TASK BRIEF: Show each line from the records below in which the word "modules" occurs.

EXERCISE DATA:
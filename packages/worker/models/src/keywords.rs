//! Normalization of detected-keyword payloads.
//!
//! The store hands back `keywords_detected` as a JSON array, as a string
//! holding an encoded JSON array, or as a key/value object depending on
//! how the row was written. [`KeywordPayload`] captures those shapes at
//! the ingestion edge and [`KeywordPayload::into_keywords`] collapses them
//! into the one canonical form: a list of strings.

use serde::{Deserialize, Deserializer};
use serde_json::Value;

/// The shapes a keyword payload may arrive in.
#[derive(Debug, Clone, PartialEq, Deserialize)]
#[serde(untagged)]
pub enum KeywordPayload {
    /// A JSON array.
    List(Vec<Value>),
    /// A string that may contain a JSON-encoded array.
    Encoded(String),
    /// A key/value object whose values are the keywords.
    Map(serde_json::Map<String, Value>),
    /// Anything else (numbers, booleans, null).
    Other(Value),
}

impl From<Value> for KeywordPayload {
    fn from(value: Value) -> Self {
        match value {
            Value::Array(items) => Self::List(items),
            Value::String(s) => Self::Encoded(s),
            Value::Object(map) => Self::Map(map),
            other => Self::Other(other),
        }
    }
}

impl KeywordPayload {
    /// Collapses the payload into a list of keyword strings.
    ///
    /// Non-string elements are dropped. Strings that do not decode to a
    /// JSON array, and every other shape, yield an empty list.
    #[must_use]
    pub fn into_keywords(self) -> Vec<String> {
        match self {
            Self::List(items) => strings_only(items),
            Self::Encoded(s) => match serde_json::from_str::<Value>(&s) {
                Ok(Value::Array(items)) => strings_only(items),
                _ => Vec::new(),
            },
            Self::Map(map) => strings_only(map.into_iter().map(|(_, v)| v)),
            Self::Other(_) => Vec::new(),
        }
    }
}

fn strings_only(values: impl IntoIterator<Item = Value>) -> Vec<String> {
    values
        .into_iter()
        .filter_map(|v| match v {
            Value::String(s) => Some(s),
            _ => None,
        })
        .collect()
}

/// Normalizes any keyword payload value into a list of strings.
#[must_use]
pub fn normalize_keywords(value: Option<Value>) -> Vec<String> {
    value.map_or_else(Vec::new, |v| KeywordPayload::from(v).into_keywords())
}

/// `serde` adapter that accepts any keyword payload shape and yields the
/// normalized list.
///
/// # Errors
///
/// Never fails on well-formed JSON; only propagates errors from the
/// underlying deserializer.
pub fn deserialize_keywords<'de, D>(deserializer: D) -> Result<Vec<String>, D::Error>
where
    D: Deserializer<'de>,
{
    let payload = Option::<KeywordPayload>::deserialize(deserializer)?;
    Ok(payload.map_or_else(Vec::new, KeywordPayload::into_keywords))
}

...

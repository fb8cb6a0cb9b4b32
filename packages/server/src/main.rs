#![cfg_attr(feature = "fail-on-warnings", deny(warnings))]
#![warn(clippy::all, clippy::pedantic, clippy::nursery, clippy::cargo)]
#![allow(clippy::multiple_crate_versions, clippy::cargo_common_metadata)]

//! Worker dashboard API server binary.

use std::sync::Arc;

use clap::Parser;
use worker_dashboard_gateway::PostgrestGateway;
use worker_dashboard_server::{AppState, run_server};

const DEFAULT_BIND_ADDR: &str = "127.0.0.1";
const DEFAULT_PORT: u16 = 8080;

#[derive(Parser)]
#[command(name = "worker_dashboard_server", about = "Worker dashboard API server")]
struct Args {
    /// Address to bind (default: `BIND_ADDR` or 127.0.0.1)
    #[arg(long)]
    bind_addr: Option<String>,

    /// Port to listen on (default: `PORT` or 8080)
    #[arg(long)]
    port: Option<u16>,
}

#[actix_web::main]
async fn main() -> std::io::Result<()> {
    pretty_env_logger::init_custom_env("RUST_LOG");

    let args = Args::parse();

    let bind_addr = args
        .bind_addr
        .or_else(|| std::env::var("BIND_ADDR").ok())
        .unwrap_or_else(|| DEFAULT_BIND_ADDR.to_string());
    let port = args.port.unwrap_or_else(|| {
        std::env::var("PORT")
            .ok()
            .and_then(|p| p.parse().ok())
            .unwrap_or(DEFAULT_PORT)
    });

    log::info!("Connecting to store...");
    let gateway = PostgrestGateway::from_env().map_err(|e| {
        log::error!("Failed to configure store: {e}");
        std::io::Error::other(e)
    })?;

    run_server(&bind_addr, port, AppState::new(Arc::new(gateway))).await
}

==

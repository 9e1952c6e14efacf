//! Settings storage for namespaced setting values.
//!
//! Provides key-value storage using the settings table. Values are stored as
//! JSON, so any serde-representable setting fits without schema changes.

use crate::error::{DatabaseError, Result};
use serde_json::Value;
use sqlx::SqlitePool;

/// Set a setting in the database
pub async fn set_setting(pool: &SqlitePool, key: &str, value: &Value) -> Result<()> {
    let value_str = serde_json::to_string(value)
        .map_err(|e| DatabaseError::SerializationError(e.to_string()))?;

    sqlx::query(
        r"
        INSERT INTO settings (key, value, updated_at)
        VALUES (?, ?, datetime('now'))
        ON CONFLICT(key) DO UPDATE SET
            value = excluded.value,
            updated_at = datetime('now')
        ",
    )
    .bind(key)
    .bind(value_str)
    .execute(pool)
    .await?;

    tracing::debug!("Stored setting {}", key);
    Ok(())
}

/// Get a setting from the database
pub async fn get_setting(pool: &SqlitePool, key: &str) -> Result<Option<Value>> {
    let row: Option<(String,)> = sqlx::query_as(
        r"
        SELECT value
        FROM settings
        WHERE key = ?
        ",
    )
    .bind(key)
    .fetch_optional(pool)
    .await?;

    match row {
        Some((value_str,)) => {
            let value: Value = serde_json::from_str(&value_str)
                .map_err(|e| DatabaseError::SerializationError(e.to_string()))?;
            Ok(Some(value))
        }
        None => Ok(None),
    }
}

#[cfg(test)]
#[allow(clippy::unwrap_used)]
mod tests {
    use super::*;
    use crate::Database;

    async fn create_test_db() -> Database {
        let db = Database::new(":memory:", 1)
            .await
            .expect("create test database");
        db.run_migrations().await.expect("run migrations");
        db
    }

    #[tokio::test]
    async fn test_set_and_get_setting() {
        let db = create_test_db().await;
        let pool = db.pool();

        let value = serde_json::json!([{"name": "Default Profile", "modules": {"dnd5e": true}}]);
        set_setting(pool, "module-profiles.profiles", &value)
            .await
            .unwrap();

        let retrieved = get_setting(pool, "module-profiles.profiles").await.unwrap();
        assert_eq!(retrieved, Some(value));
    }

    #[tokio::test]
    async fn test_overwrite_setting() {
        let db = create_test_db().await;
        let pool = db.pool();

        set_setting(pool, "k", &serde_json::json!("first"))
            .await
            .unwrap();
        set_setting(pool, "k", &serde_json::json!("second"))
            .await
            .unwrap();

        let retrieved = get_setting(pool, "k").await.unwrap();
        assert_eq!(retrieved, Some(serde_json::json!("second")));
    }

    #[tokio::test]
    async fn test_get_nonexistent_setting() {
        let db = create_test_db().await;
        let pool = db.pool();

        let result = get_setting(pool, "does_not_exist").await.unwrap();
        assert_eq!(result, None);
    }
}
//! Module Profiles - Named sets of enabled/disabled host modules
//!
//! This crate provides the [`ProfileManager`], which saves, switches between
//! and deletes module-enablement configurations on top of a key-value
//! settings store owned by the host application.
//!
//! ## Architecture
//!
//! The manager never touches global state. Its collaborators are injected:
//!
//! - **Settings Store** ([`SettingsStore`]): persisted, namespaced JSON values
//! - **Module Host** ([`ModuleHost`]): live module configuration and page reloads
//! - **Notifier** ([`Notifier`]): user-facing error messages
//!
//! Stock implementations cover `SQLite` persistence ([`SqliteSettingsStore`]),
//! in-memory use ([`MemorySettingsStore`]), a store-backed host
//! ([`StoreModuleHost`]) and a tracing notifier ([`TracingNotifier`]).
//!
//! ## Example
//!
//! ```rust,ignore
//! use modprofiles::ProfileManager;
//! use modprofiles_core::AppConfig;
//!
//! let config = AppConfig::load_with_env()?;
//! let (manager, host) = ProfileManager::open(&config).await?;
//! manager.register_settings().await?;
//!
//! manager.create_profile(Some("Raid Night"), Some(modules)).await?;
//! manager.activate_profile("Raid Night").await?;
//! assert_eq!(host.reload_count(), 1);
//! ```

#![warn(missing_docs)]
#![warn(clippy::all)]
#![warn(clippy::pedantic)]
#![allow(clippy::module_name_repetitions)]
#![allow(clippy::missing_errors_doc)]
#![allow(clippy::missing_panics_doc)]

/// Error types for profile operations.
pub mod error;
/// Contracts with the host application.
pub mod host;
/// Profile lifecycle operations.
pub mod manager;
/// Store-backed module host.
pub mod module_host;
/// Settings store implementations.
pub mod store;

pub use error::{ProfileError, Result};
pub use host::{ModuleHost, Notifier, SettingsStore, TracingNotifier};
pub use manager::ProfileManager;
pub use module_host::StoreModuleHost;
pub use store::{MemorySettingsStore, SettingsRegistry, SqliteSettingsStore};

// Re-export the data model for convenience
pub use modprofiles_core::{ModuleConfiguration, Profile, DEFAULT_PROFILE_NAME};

RESULT OF THIS EXERCISE:
        let value = serde_json::json!([{"name": "Default Profile", "modules": {"dnd5e": true}}]);
//! Module Profiles - Named sets of enabled/disabled host modules
//! manager.create_profile(Some("Raid Night"), Some(modules)).await?;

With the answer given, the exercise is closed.